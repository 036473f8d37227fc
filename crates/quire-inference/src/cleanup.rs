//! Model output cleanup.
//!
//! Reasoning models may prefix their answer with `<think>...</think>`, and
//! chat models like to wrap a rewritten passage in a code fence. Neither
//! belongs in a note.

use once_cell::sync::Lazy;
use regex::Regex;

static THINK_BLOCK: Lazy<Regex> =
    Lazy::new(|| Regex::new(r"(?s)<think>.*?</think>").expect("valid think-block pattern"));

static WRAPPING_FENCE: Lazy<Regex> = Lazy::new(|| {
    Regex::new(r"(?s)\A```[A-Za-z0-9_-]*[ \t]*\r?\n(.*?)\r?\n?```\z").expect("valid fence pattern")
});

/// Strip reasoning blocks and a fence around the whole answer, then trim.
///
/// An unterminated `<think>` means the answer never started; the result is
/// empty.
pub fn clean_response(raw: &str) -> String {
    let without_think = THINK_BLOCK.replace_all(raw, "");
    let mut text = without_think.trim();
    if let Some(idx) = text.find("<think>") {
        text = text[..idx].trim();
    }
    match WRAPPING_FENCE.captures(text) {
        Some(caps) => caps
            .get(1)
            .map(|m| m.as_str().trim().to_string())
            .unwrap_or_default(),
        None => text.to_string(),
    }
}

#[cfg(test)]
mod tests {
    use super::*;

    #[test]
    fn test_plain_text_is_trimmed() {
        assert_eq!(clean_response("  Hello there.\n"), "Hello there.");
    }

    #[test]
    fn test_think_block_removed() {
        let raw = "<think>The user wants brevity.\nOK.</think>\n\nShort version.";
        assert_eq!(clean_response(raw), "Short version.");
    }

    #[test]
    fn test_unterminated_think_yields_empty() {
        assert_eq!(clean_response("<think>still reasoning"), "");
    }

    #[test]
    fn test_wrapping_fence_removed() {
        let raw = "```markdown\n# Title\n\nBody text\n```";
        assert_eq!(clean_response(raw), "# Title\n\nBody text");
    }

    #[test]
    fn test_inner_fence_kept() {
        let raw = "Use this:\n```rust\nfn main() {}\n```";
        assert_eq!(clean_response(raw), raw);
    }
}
──────────────────────────────
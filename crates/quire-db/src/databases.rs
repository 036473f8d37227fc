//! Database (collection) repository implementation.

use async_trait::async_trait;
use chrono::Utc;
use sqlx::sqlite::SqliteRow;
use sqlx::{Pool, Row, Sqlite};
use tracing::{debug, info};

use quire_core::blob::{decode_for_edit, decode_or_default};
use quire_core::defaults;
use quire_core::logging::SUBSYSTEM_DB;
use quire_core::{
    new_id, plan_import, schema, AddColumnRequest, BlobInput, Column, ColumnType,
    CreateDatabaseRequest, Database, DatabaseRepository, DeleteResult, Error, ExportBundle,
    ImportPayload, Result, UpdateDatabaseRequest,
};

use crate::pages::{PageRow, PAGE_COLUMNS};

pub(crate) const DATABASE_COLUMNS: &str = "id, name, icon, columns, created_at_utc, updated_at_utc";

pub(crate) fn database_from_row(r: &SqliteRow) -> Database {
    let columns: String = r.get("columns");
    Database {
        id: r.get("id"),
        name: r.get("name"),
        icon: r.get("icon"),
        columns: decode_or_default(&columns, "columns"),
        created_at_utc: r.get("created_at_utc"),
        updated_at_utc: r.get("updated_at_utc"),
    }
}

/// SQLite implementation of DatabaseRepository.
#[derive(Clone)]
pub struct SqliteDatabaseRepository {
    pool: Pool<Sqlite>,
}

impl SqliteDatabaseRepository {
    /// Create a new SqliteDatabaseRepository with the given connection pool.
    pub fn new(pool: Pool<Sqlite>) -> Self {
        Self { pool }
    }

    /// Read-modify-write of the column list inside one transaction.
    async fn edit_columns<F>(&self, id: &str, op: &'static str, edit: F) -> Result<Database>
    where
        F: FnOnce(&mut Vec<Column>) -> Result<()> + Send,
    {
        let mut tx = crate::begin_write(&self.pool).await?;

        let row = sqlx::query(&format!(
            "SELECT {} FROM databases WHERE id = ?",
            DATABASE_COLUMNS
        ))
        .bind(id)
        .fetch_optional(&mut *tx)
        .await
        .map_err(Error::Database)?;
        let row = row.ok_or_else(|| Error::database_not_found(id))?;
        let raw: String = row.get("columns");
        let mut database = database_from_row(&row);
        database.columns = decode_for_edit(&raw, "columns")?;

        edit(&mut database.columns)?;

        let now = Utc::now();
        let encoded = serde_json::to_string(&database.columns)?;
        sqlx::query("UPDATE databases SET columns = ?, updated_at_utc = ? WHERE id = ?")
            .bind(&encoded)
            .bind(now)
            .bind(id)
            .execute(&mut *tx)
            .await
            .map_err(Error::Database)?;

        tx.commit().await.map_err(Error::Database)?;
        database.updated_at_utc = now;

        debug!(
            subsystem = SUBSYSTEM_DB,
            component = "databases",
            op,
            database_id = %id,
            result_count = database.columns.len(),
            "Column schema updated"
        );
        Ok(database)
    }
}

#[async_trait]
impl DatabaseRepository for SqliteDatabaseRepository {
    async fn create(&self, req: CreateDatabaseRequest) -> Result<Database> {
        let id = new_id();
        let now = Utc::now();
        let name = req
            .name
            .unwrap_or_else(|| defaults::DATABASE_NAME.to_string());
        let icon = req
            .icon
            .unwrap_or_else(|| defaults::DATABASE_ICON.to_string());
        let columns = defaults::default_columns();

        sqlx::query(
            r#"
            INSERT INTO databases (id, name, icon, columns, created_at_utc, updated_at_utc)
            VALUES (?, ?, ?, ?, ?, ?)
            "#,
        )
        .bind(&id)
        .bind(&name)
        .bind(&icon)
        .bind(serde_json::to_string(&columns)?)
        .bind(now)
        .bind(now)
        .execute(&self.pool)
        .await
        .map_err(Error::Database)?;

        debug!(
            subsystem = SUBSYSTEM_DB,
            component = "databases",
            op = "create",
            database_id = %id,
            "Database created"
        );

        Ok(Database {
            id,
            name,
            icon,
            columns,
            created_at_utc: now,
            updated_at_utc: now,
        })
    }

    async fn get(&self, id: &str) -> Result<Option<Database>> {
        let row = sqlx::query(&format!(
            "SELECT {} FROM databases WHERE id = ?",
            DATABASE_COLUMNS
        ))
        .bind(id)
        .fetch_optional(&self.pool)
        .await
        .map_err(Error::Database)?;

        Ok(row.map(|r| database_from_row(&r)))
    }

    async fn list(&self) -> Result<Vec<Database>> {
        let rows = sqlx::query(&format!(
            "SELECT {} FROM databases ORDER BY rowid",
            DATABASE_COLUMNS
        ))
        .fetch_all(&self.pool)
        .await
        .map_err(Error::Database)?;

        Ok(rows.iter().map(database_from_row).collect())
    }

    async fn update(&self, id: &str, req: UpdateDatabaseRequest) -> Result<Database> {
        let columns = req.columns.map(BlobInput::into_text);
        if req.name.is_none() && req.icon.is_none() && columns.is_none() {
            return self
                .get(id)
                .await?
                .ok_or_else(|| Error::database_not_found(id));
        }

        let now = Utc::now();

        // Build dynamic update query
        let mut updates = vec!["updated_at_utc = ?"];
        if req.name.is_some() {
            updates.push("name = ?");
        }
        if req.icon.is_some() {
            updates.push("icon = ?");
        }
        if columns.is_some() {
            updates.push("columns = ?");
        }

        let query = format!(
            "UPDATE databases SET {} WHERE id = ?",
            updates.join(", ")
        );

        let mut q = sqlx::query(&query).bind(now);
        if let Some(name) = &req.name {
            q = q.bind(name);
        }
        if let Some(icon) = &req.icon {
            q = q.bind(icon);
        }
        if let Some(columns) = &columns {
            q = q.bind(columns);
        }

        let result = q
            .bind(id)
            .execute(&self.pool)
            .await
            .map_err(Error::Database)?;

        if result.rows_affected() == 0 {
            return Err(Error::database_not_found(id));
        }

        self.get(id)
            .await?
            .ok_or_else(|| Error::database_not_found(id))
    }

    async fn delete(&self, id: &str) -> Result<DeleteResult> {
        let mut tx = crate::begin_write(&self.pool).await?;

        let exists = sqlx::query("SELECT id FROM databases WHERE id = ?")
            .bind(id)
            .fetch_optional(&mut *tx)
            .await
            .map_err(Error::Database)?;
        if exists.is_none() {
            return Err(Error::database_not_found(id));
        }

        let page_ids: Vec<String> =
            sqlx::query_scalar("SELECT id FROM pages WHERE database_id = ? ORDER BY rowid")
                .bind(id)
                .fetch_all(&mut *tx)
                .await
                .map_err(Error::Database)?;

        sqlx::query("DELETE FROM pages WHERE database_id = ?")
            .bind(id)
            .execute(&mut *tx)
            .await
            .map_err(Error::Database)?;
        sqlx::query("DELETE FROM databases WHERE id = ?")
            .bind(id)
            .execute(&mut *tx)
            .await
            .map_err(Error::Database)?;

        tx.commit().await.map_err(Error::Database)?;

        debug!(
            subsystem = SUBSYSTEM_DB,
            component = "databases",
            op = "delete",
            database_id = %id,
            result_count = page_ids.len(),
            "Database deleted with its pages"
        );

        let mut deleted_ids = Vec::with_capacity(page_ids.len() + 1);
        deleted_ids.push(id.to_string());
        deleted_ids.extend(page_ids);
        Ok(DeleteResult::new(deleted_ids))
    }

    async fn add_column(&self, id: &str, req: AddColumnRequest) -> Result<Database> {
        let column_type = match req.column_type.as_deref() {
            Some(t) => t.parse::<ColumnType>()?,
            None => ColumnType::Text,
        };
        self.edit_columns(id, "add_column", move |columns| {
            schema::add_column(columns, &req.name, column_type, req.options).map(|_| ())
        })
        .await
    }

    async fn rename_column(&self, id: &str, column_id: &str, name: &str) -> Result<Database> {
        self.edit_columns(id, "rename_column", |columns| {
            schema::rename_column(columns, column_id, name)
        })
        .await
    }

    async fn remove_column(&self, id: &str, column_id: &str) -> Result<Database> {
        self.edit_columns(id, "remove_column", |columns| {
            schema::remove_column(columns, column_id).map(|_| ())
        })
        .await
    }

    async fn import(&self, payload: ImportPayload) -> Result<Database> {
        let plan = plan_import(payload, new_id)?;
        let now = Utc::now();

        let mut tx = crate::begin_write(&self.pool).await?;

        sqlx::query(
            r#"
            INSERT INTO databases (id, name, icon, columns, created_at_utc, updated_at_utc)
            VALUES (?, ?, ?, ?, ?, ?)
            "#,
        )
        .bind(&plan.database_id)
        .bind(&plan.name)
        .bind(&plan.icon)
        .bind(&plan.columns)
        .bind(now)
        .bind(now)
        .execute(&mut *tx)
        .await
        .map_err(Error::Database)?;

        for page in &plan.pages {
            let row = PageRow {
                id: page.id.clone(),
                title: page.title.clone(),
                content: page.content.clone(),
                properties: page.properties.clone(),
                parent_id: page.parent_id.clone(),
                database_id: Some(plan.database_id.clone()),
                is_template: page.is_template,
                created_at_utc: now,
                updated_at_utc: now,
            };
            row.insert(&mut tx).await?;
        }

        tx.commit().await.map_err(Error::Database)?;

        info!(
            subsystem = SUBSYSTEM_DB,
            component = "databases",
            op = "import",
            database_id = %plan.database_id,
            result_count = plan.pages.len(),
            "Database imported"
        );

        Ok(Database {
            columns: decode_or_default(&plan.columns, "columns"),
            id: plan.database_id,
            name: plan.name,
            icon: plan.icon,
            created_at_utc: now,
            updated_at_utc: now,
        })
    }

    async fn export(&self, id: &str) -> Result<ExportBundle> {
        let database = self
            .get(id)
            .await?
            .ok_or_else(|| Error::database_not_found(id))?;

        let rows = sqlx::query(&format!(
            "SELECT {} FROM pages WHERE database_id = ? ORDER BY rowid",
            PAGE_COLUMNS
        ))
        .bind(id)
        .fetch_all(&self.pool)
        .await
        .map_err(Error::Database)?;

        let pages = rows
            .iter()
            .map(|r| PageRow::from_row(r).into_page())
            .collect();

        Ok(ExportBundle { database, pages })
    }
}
──────────────────────────────
Which lines of the entries above contain the string "UpdateDatabaseRequest"? Copy each one.

■ OUTPUT FOR THIS TASK ■
    ImportPayload, Result, UpdateDatabaseRequest,
    async fn update(&self, id: &str, req: UpdateDatabaseRequest) -> Result<Database> {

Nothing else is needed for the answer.